If your constants are defined in a class, i.e. Constants.ts

export class Constants {
   constant1: string = "firstConstant";
   constant2: string = "secondConstant";
}

then export this class, and import wherever you need it.
i.e.

import ref_Constants = module("./Constants");  
var firstConstant = ref_Constants.Constants.constant1;

Using AMD modules will then automatically load Constants.js when required.

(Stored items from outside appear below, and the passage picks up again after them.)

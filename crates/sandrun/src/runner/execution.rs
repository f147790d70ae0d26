//! Single execution: workspace, launch, supervision, classification
//!
//! The workspace is released before the result is returned on every path;
//! if this future is dropped or panics, the workspace's `Drop` removes it.

use std::time::Duration;

use tracing::{debug, instrument};

use crate::config::{Config, LanguageId};
use crate::runner::ExecuteError;
use crate::runner::classify::{Termination, classify};
use crate::sandbox::{
    InterpreterCommand, MetricsProbe, Outcome, ResourceLimiter, SandboxError, Supervisor,
    Workspace,
};
use crate::types::{ExecutionConfig, ExecutionResult};

/// Run `source` as `language` under `limits`
#[instrument(skip(config, source), fields(source_len = source.len()))]
pub async fn execute(
    config: &Config,
    language: LanguageId,
    source: &str,
    limits: &ExecutionConfig,
) -> Result<ExecutionResult, ExecuteError> {
    if let Some(name) = limits.zero_limit() {
        return Err(ExecuteError::InvalidLimit { name });
    }
    if source.len() > config.max_source_bytes {
        return Err(ExecuteError::SourceTooLarge {
            limit: config.max_source_bytes,
        });
    }

    let workspace =
        Workspace::create(config.workspace.root.clone(), config.workspace.prefix.clone()).await?;
    let result = run_in_workspace(config, language, source, limits, &workspace).await;
    workspace.close().await;

    result
}

async fn run_in_workspace(
    config: &Config,
    language: LanguageId,
    source: &str,
    limits: &ExecutionConfig,
    workspace: &Workspace,
) -> Result<ExecutionResult, ExecuteError> {
    let source_path = workspace
        .write_source(language.source_name(), source)
        .await?;

    let args = InterpreterCommand::new(language, source_path)
        .interpreter(config.interpreter(language))
        .build();
    debug!(?args, "interpreter command");

    let limiter = ResourceLimiter::from_config(limits);
    let supervisor = Supervisor::new(Duration::from_secs(limits.timeout_seconds))
        .max_output_bytes(config.max_output_bytes);

    let probe = MetricsProbe::start();
    let outcome = supervisor
        .run(&args, workspace.path(), &limiter)
        .await
        .map_err(|e| match e {
            SandboxError::SpawnFailed { .. } => ExecuteError::Launch(e),
            other => ExecuteError::Internal(other),
        })?;

    let result = match outcome {
        Outcome::Completed(run) => {
            let classification = classify(Termination::from_status(run.status), &run.stderr);
            let metrics = probe.finish();
            ExecutionResult {
                output: run.stdout.trim_end().to_owned(),
                errors: classification.errors,
                warnings: classification.warnings,
                execution_time_ms: metrics.execution_time_ms,
                memory_used_mb: metrics.memory_used_mb,
                cpu_time_seconds: metrics.cpu_time_seconds,
                status: classification.status,
                exit_code: classification.exit_code,
            }
        }
        Outcome::Killed => {
            let metrics = probe.finish();
            ExecutionResult {
                memory_used_mb: metrics.memory_used_mb,
                cpu_time_seconds: metrics.cpu_time_seconds,
                ..ExecutionResult::timed_out(limits.timeout_seconds)
            }
        }
    };

    debug!(
        status = %result.status,
        exit_code = result.exit_code,
        time_ms = result.execution_time_ms,
        "execution complete"
    );

    Ok(result)
}
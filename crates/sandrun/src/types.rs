use serde::{Deserialize, Serialize};

/// Limits applied to a single execution.
#[derive(Debug, Clone, Copy, PartialEq, Eq, Serialize, Deserialize)]
pub struct ExecutionConfig {
    /// Wall clock bound in seconds
    #[serde(default = "default_timeout_seconds")]
    pub timeout_seconds: u64,

    /// Address space limit in megabytes
    #[serde(default = "default_memory_limit_mb")]
    pub memory_limit_mb: u64,

    /// CPU time limit in seconds (falls back to `timeout_seconds`)
    #[serde(default)]
    pub cpu_time_limit_seconds: Option<u64>,
}

impl ExecutionConfig {
    pub const DEFAULT_TIMEOUT_SECONDS: u64 = 5;
    pub const DEFAULT_MEMORY_LIMIT_MB: u64 = 128;

    pub fn new(timeout_seconds: u64, memory_limit_mb: u64) -> Self {
        Self {
            timeout_seconds,
            memory_limit_mb,
            cpu_time_limit_seconds: None,
        }
    }

    /// Set the wall clock bound in seconds
    pub fn with_timeout(mut self, seconds: u64) -> Self {
        self.timeout_seconds = seconds;
        self
    }

    /// Set the address space limit in megabytes
    pub fn with_memory_limit(mut self, mb: u64) -> Self {
        self.memory_limit_mb = mb;
        self
    }

    /// Set an explicit CPU time limit in seconds
    pub fn with_cpu_time_limit(mut self, seconds: u64) -> Self {
        self.cpu_time_limit_seconds = Some(seconds);
        self
    }

    /// CPU time limit actually handed to the child
    pub fn cpu_time_limit(&self) -> u64 {
        self.cpu_time_limit_seconds.unwrap_or(self.timeout_seconds)
    }

    /// Name of the first limit set to zero, if any
    pub fn zero_limit(&self) -> Option<&'static str> {
        if self.timeout_seconds == 0 {
            Some("timeout_seconds")
        } else if self.memory_limit_mb == 0 {
            Some("memory_limit_mb")
        } else if self.cpu_time_limit_seconds == Some(0) {
            Some("cpu_time_limit_seconds")
        } else {
            None
        }
    }

    /// Apply overrides, preferring values from `overrides` when present
    pub fn with_overrides(&self, overrides: &LimitOverrides) -> ExecutionConfig {
        ExecutionConfig {
            timeout_seconds: overrides.timeout_seconds.unwrap_or(self.timeout_seconds),
            memory_limit_mb: overrides.memory_limit_mb.unwrap_or(self.memory_limit_mb),
            cpu_time_limit_seconds: overrides
                .cpu_time_limit_seconds
                .or(self.cpu_time_limit_seconds),
        }
    }
}

impl Default for ExecutionConfig {
    fn default() -> Self {
        Self::new(default_timeout_seconds(), default_memory_limit_mb())
    }
}

fn default_timeout_seconds() -> u64 {
    ExecutionConfig::DEFAULT_TIMEOUT_SECONDS
}

fn default_memory_limit_mb() -> u64 {
    ExecutionConfig::DEFAULT_MEMORY_LIMIT_MB
}

/// Partial limits layered over an [`ExecutionConfig`]
///
/// Unset fields keep the value of whatever they are layered over, so a
/// language entry that only raises the memory limit still inherits the
/// configured timeout.
#[derive(Debug, Clone, Copy, Default, PartialEq, Eq, Serialize, Deserialize)]
pub struct LimitOverrides {
    #[serde(default)]
    pub timeout_seconds: Option<u64>,

    #[serde(default)]
    pub memory_limit_mb: Option<u64>,

    #[serde(default)]
    pub cpu_time_limit_seconds: Option<u64>,
}

impl LimitOverrides {
    pub fn new() -> Self {
        Self::default()
    }

    pub fn with_timeout(mut self, seconds: u64) -> Self {
        self.timeout_seconds = Some(seconds);
        self
    }

    pub fn with_memory_limit(mut self, mb: u64) -> Self {
        self.memory_limit_mb = Some(mb);
        self
    }

    pub fn with_cpu_time_limit(mut self, seconds: u64) -> Self {
        self.cpu_time_limit_seconds = Some(seconds);
        self
    }

    pub fn is_empty(&self) -> bool {
        self.timeout_seconds.is_none()
            && self.memory_limit_mb.is_none()
            && self.cpu_time_limit_seconds.is_none()
    }
}

/// Final classification of an execution
#[derive(Debug, Clone, Copy, PartialEq, Eq, Serialize, Deserialize)]
#[serde(rename_all = "lowercase")]
pub enum ExecutionStatus {
    /// Exited with code 0 and nothing classified as an error on stderr
    Success,

    /// Any other completion, including launch failures and rejected requests
    Error,

    /// Killed after exceeding the wall clock bound
    Timeout,
}

impl std::fmt::Display for ExecutionStatus {
    fn fmt(&self, f: &mut std::fmt::Formatter<'_>) -> std::fmt::Result {
        let name = match self {
            ExecutionStatus::Success => "success",
            ExecutionStatus::Error => "error",
            ExecutionStatus::Timeout => "timeout",
        };
        f.write_str(name)
    }
}

/// Result of an execution
///
/// Exactly one of these is produced per request, whatever happened to the
/// program.
#[derive(Debug, Clone, PartialEq, Serialize)]
#[serde(rename_all = "camelCase")]
pub struct ExecutionResult {
    /// Captured stdout with trailing whitespace trimmed
    pub output: String,

    /// Stderr lines classified as errors, in order
    pub errors: Vec<String>,

    /// Stderr lines mentioning "warning", in order
    pub warnings: Vec<String>,

    /// Wall clock duration in milliseconds
    pub execution_time_ms: f64,

    /// Approximate memory delta in megabytes, never negative
    pub memory_used_mb: f64,

    /// User + system CPU time of the reaped child in seconds
    pub cpu_time_seconds: f64,

    pub status: ExecutionStatus,

    /// Process exit code, `-signal` for signal deaths, `-1` for timeouts
    pub exit_code: i32,
}

impl ExecutionResult {
    /// Build an error result that never reached a running process
    pub fn failure(message: impl Into<String>) -> Self {
        Self {
            errors: vec![message.into()],
            status: ExecutionStatus::Error,
            exit_code: 1,
            ..Default::default()
        }
    }

    /// Build the result for a run killed at the wall clock bound
    pub fn timed_out(timeout_seconds: u64) -> Self {
        Self {
            errors: vec![format!("Code execution timed out after {timeout_seconds}s")],
            execution_time_ms: (timeout_seconds * 1000) as f64,
            status: ExecutionStatus::Timeout,
            exit_code: -1,
            ..Default::default()
        }
    }

    #[must_use]
    pub fn is_success(&self) -> bool {
        self.status == ExecutionStatus::Success
    }

    #[must_use]
    pub fn is_timeout(&self) -> bool {
        self.status == ExecutionStatus::Timeout
    }
}

impl Default for ExecutionResult {
    fn default() -> Self {
        Self {
            output: String::new(),
            errors: Vec::new(),
            warnings: Vec::new(),
            execution_time_ms: 0.0,
            memory_used_mb: 0.0,
            cpu_time_seconds: 0.0,
            status: ExecutionStatus::Error,
            exit_code: 1,
        }
    }
}
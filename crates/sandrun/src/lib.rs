//! A library for running short Python and JavaScript snippets.
//!
//! Sandrun launches the host interpreter on a snippet inside a throwaway
//! workspace, bounds it with rlimits and a wall clock deadline, and reports
//! a structured [`ExecutionResult`] whatever happens to the program.
//!
//! # Features
//!
//! - **Scratch workspaces**: a fresh directory per execution, always removed.
//! - **Resource limits**: CPU time, address space, and a zero file size cap.
//! - **Wall clock supervision**: runaway programs are killed at the deadline.
//! - **Result classification**: stderr split into errors and warnings.
//! - **TOML configuration**: default limits and per-language overrides.
//!
//! Sandrun is not an isolation boundary. Snippets run as the calling user
//! with network and filesystem access.
//!
//! ```no_run
//! # async fn demo() {
//! use sandrun::{ExecutionConfig, execute};
//!
//! let result = execute("python", "print(1 + 1)", &ExecutionConfig::default()).await;
//! assert_eq!(result.output, "2");
//!
//! // node needs far more address space than python
//! let config = ExecutionConfig::default().with_memory_limit(8192);
//! let result = execute("javascript", "console.log('ok')", &config).await;
//! assert_eq!(result.output, "ok");
//! # }
//! ```

pub use config::{
    Config, ConfigError, EXAMPLE_CONFIG, LanguageConfig, LanguageId, UnknownLanguage,
};
pub use runner::{ExecuteError, Runner, execute};
pub use sandbox::{SandboxError, Workspace};
pub use types::{ExecutionConfig, ExecutionResult, ExecutionStatus, LimitOverrides};

pub mod config;
pub mod runner;
pub mod sandbox;
pub mod types;
//! Code runner for sandrun
//!
//! Provides the high-level API: resolve limits for a language, run the
//! source in a fresh workspace and fold every failure into an
//! [`ExecutionResult`].

use thiserror::Error;
use tracing::{debug, warn};

pub use crate::runner::classify::{
    Classification, Termination, classify, signal_reason, split_stderr,
};

mod classify;
mod execution;

use crate::{
    config::{Config, LanguageId, UnknownLanguage},
    sandbox::SandboxError,
    types::{ExecutionConfig, ExecutionResult, LimitOverrides},
};

/// Errors that stop an execution before a result can be classified
#[derive(Debug, Error)]
pub enum ExecuteError {
    #[error(transparent)]
    UnsupportedLanguage(#[from] UnknownLanguage),

    #[error("Invalid limit: {name} must be positive")]
    InvalidLimit { name: &'static str },

    #[error("Source exceeds maximum length of {limit} bytes")]
    SourceTooLarge { limit: usize },

    #[error("Execution failed: {0}")]
    Launch(#[source] SandboxError),

    #[error("Execution failed: {0}")]
    Internal(#[from] SandboxError),
}

impl From<ExecuteError> for ExecutionResult {
    fn from(err: ExecuteError) -> Self {
        ExecutionResult::failure(err.to_string())
    }
}

/// High-level runner for code execution
#[derive(Debug, Clone)]
pub struct Runner {
    config: Config,
}

impl Runner {
    /// Create a new runner with the given configuration
    pub fn new(config: Config) -> Self {
        Self { config }
    }

    /// Create a new runner with default configuration
    pub fn with_defaults() -> Self {
        Self {
            config: Config::default(),
        }
    }

    /// Get the configuration
    pub fn config(&self) -> &Config {
        &self.config
    }

    /// Limits for a language: defaults, then language limits, then `overrides`
    pub fn limits_for(
        &self,
        language: LanguageId,
        overrides: Option<&LimitOverrides>,
    ) -> ExecutionConfig {
        let limits = self.config.language_limits(language);
        match overrides {
            Some(overrides) => limits.with_overrides(overrides),
            None => limits,
        }
    }

    /// Run `source` with limits resolved from the config
    ///
    /// Never fails: rejected requests and launch failures come back as
    /// results with status `error`.
    pub async fn execute(
        &self,
        language: &str,
        source: &str,
        overrides: Option<&LimitOverrides>,
    ) -> ExecutionResult {
        fold(self.try_execute(language, source, overrides).await)
    }

    /// Run `source` with exactly `limits`, ignoring configured limits
    pub async fn execute_with(
        &self,
        language: &str,
        source: &str,
        limits: &ExecutionConfig,
    ) -> ExecutionResult {
        fold(self.try_execute_with(language, source, limits).await)
    }

    /// Like [`execute`](Self::execute), keeping pre-run failures as errors
    pub async fn try_execute(
        &self,
        language: &str,
        source: &str,
        overrides: Option<&LimitOverrides>,
    ) -> Result<ExecutionResult, ExecuteError> {
        let language: LanguageId = language.parse()?;
        let limits = self.limits_for(language, overrides);
        execution::execute(&self.config, language, source, &limits).await
    }

    /// Like [`execute_with`](Self::execute_with), keeping pre-run failures as errors
    pub async fn try_execute_with(
        &self,
        language: &str,
        source: &str,
        limits: &ExecutionConfig,
    ) -> Result<ExecutionResult, ExecuteError> {
        let language: LanguageId = language.parse()?;
        execution::execute(&self.config, language, source, limits).await
    }
}

/// Run `source` as `language` under exactly `config`
///
/// Uses `python3` and `node` from `PATH` and the system temp directory.
/// No per-language limits are layered in: `node` reserves several GB of
/// address space at startup and will not run under the default 128 MB
/// `memory_limit_mb`. Raise it for javascript, or use
/// `Runner::with_defaults().execute(..)`, which applies the per-language
/// limits of the embedded config.
pub async fn execute(language: &str, source: &str, config: &ExecutionConfig) -> ExecutionResult {
    Runner::new(Config::empty())
        .execute_with(language, source, config)
        .await
}

fn fold(result: Result<ExecutionResult, ExecuteError>) -> ExecutionResult {
    match result {
        Ok(result) => result,
        Err(err) => {
            match &err {
                ExecuteError::UnsupportedLanguage(_)
                | ExecuteError::InvalidLimit { .. }
                | ExecuteError::SourceTooLarge { .. } => {
                    debug!(error = %err, "request rejected")
                }
                ExecuteError::Launch(_) | ExecuteError::Internal(_) => {
                    warn!(error = %err, "execution failed before the program ran")
                }
            }
            err.into()
        }
    }
}
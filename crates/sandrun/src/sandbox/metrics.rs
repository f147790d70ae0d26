//! Timing, memory and CPU measurements around a single run
//!
//! `memory_used_mb` is the change in the *supervisor's* resident set size
//! across the run, clamped at zero. It approximates the run's footprint on
//! the host and is not the child's peak usage.
//!
//! `cpu_time_seconds` is the change in `RUSAGE_CHILDREN` across the run, so
//! it covers every child reaped by this process in that window. Concurrent
//! runs in one process can see each other's CPU time.

use std::time::Instant;

/// Snapshot taken immediately before launch
#[derive(Debug, Clone, Copy)]
pub struct MetricsProbe {
    started: Instant,
    rss_mb: f64,
    children_cpu_seconds: f64,
}

/// Measurements for a finished run
#[derive(Debug, Clone, Copy, Default, PartialEq)]
pub struct Metrics {
    pub execution_time_ms: f64,
    pub memory_used_mb: f64,
    pub cpu_time_seconds: f64,
}

impl MetricsProbe {
    pub fn start() -> Self {
        Self {
            started: Instant::now(),
            rss_mb: resident_mb(),
            children_cpu_seconds: children_cpu_seconds(),
        }
    }

    /// Take the closing measurements
    pub fn finish(&self) -> Metrics {
        let elapsed_ms = self.started.elapsed().as_secs_f64() * 1000.0;
        let memory = (resident_mb() - self.rss_mb).max(0.0);
        let cpu = (children_cpu_seconds() - self.children_cpu_seconds).max(0.0);

        Metrics {
            execution_time_ms: round_to(elapsed_ms, 3),
            memory_used_mb: round_to(memory, 2),
            cpu_time_seconds: round_to(cpu, 3),
        }
    }
}

fn round_to(value: f64, decimals: i32) -> f64 {
    let scale = 10f64.powi(decimals);
    (value * scale).round() / scale
}

/// Resident set size of this process in MB, 0 when unavailable
#[cfg(target_os = "linux")]
fn resident_mb() -> f64 {
    // statm: size resident shared text lib data dt (in pages)
    let Ok(statm) = std::fs::read_to_string("/proc/self/statm") else {
        return 0.0;
    };
    let Some(pages) = statm
        .split_whitespace()
        .nth(1)
        .and_then(|v| v.parse::<u64>().ok())
    else {
        return 0.0;
    };
    // SAFETY: sysconf has no preconditions.
    let page_size = unsafe { libc::sysconf(libc::_SC_PAGESIZE) };
    if page_size <= 0 {
        return 0.0;
    }
    (pages * page_size as u64) as f64 / (1024.0 * 1024.0)
}

#[cfg(not(target_os = "linux"))]
fn resident_mb() -> f64 {
    0.0
}

/// User + system CPU seconds of all reaped children
#[cfg(unix)]
fn children_cpu_seconds() -> f64 {
    // SAFETY: zeroed rusage is a valid value; getrusage fills it in.
    let mut usage: libc::rusage = unsafe { std::mem::zeroed() };
    let rc = unsafe { libc::getrusage(libc::RUSAGE_CHILDREN, &mut usage) };
    if rc != 0 {
        return 0.0;
    }
    timeval_seconds(usage.ru_utime) + timeval_seconds(usage.ru_stime)
}

#[cfg(unix)]
fn timeval_seconds(tv: libc::timeval) -> f64 {
    tv.tv_sec as f64 + tv.tv_usec as f64 / 1_000_000.0
}

#[cfg(not(unix))]
fn children_cpu_seconds() -> f64 {
    0.0
}
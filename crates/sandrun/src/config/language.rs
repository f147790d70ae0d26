use std::path::PathBuf;
use std::str::FromStr;

use serde::{Deserialize, Serialize};
use thiserror::Error;

use crate::types::LimitOverrides;

/// A language the engine knows how to run
#[derive(Debug, Clone, Copy, PartialEq, Eq, Hash, Serialize, Deserialize)]
#[serde(rename_all = "lowercase")]
pub enum LanguageId {
    Python,
    JavaScript,
}

impl LanguageId {
    /// All supported languages
    pub const ALL: [LanguageId; 2] = [LanguageId::Python, LanguageId::JavaScript];

    /// Canonical identifier, also the key under `[languages]` in the config
    pub fn as_str(&self) -> &'static str {
        match self {
            LanguageId::Python => "python",
            LanguageId::JavaScript => "javascript",
        }
    }

    /// Human-readable name
    pub fn name(&self) -> &'static str {
        match self {
            LanguageId::Python => "Python 3",
            LanguageId::JavaScript => "JavaScript (Node.js)",
        }
    }

    /// Name of the source file written into the workspace
    pub fn source_name(&self) -> &'static str {
        match self {
            LanguageId::Python => "main.py",
            LanguageId::JavaScript => "main.js",
        }
    }

    /// Interpreter used when the config doesn't name one
    pub fn default_interpreter(&self) -> &'static str {
        match self {
            LanguageId::Python => "python3",
            LanguageId::JavaScript => "node",
        }
    }
}

impl FromStr for LanguageId {
    type Err = UnknownLanguage;

    fn from_str(s: &str) -> Result<Self, Self::Err> {
        match s {
            "python" | "python3" | "py" => Ok(LanguageId::Python),
            "javascript" | "js" | "node" => Ok(LanguageId::JavaScript),
            _ => Err(UnknownLanguage(s.to_owned())),
        }
    }
}

impl std::fmt::Display for LanguageId {
    fn fmt(&self, f: &mut std::fmt::Formatter<'_>) -> std::fmt::Result {
        f.write_str(self.as_str())
    }
}

/// Identifier that doesn't name a supported language
#[derive(Debug, Clone, PartialEq, Eq, Error)]
#[error("Unsupported language: {0}")]
pub struct UnknownLanguage(pub String);

/// Per-language settings
#[derive(Debug, Clone, Default, Serialize, Deserialize)]
pub struct LanguageConfig {
    /// Interpreter binary (resolved through PATH when it has no `/`)
    #[serde(default)]
    pub interpreter: Option<PathBuf>,

    /// Limits layered over `[defaults]` for this language
    #[serde(default)]
    pub limits: Option<LimitOverrides>,
}

impl LanguageConfig {
    /// Interpreter for `language`, falling back to its default binary
    pub fn interpreter_for(&self, language: LanguageId) -> PathBuf {
        self.interpreter
            .clone()
            .unwrap_or_else(|| PathBuf::from(language.default_interpreter()))
    }
}
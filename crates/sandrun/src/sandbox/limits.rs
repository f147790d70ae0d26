//! Resource limits applied in the child before the interpreter starts

use tokio::process::Command;
use tracing::warn;

use crate::types::ExecutionConfig;

const BYTES_PER_MB: u64 = 1024 * 1024;

/// One of the rlimits set on the child
#[derive(Debug, Clone, Copy, PartialEq, Eq)]
pub enum Limit {
    /// RLIMIT_CPU, in seconds
    CpuTime,
    /// RLIMIT_AS, in bytes
    AddressSpace,
    /// RLIMIT_FSIZE, in bytes
    FileSize,
}

impl Limit {
    /// Limits in the order they are applied
    pub const ALL: [Limit; 3] = [Limit::CpuTime, Limit::AddressSpace, Limit::FileSize];

    pub fn name(&self) -> &'static str {
        match self {
            Limit::CpuTime => "RLIMIT_CPU",
            Limit::AddressSpace => "RLIMIT_AS",
            Limit::FileSize => "RLIMIT_FSIZE",
        }
    }
}

/// Caps applied to the child between fork and exec
///
/// Soft and hard values are equal, so the program can't raise them again.
/// The three limits are attempted independently: one failing to apply never
/// stops the others or the launch.
#[derive(Debug, Clone, Copy, PartialEq, Eq)]
pub struct ResourceLimiter {
    cpu_time_limit_seconds: u64,
    memory_limit_mb: u64,
}

impl ResourceLimiter {
    pub fn new(cpu_time_limit_seconds: u64, memory_limit_mb: u64) -> Self {
        Self {
            cpu_time_limit_seconds,
            memory_limit_mb,
        }
    }

    pub fn from_config(config: &ExecutionConfig) -> Self {
        Self::new(config.cpu_time_limit(), config.memory_limit_mb)
    }

    pub fn cpu_time_limit_seconds(&self) -> u64 {
        self.cpu_time_limit_seconds
    }

    /// Value (soft = hard) for a limit
    pub fn value(&self, limit: Limit) -> u64 {
        match limit {
            Limit::CpuTime => self.cpu_time_limit_seconds,
            Limit::AddressSpace => self.memory_limit_mb.saturating_mul(BYTES_PER_MB),
            Limit::FileSize => 0,
        }
    }

    /// Apply every limit to the calling process
    ///
    /// Only calls `setrlimit`, so it is safe between fork and exec. Returns
    /// whether each limit (in [`Limit::ALL`] order) was applied.
    #[cfg(unix)]
    pub fn apply(&self) -> [(Limit, bool); 3] {
        Limit::ALL.map(|limit| (limit, sys::set(limit, self.value(limit))))
    }

    /// Limits the child won't be able to apply
    ///
    /// An unprivileged process can't raise a hard limit, so any value above
    /// the supervisor's own hard limit will be rejected in the child.
    #[cfg(unix)]
    pub fn unenforceable(&self) -> Vec<Limit> {
        Limit::ALL
            .into_iter()
            .filter(|&limit| {
                sys::hard_limit(limit).is_some_and(|hard| self.value(limit) > hard)
            })
            .collect()
    }

    /// Install the limiter as the command's pre-exec hook
    #[cfg(unix)]
    pub fn attach(&self, command: &mut Command) {
        for limit in self.unenforceable() {
            warn!(
                limit = limit.name(),
                value = self.value(limit),
                "limit exceeds the supervisor's hard limit and will not be applied"
            );
        }

        let limiter = *self;

        // SAFETY: the hook runs in the child between fork() and exec(). It
        // only calls setrlimit, which is async-signal-safe, and captures a
        // Copy value, so no allocation or shared state is touched.
        unsafe {
            command.pre_exec(move || {
                // Failures are ignored per limit; see `unenforceable`.
                let _ = limiter.apply();
                Ok(())
            });
        }
    }

    #[cfg(not(unix))]
    pub fn attach(&self, _command: &mut Command) {
        warn!("resource limits are not supported on this platform");
    }
}

#[cfg(unix)]
mod sys {
    use super::Limit;

    #[cfg(all(target_os = "linux", target_env = "gnu"))]
    type Resource = libc::__rlimit_resource_t;
    #[cfg(not(all(target_os = "linux", target_env = "gnu")))]
    type Resource = libc::c_int;

    fn resource(limit: Limit) -> Resource {
        match limit {
            Limit::CpuTime => libc::RLIMIT_CPU,
            Limit::AddressSpace => libc::RLIMIT_AS,
            Limit::FileSize => libc::RLIMIT_FSIZE,
        }
    }

    pub(super) fn set(limit: Limit, value: u64) -> bool {
        let rlim = libc::rlimit {
            rlim_cur: value as libc::rlim_t,
            rlim_max: value as libc::rlim_t,
        };
        // SAFETY: setrlimit only reads the struct we pass.
        unsafe { libc::setrlimit(resource(limit), &rlim) == 0 }
    }

    /// Current hard limit, `None` if unlimited or unreadable
    pub(super) fn hard_limit(limit: Limit) -> Option<u64> {
        let mut rlim = libc::rlimit {
            rlim_cur: 0,
            rlim_max: 0,
        };
        // SAFETY: getrlimit writes into the struct we own.
        let rc = unsafe { libc::getrlimit(resource(limit), &mut rlim) };
        if rc != 0 || rlim.rlim_max == libc::RLIM_INFINITY {
            return None;
        }
        Some(rlim.rlim_max as u64)
    }
}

Update Ok, so to export a plugin using require.js for JQuery, you need to export to the $ symbol:
This can only be done with require.config and the shim property. You will need something as follows:

require.config({
    baseUrl: '../',
    paths: {
        'jquery': 'lib/jquery-1.7.2',
        'myjqueryextension': 'lib/myjqueryextension' // note this is the .js file
    }, 
    shim: {
        jquery: {
            exports: '$'
        },
        myjqueryextension: {
            exports: '$'
        }
    }
});

require(['jquery','myjqueryextension'], 
    ($, myjqueryextension) => {
        // note that your extension will be attached to $ here, because of the shim
        $('#test').myExtensionFunction('foo', 'bar');
    });

The important part here is the exports: '$' line in the shim. This will attach your extension to $.

3 Comments

yes it does. Can you give some advice on the OTHER part (typed JQuery plugins + AMD) too?
well, actually, it doesn't. A module cannot be aliased to a non-module type
turns out requirejs might be an overkill for my situation of 1-2 jquery plugins required here and there on a non-SPA page. Once I removed requireJS (and went back to CommonJS from AMD) everything worked as in the Typescript basic tutorials :)
0

I was running into similar issues with setting up and AMD/RequireJS Typescript workflow. I just posted a project example on Github.

I combined Gulp, RequireJS, and Typescript without the need for shim files. It also includes a task to take Require and any vendor files, bundle them up with the app files, and produce a single minified JS file which will run the whole app. Hopefully this can help people.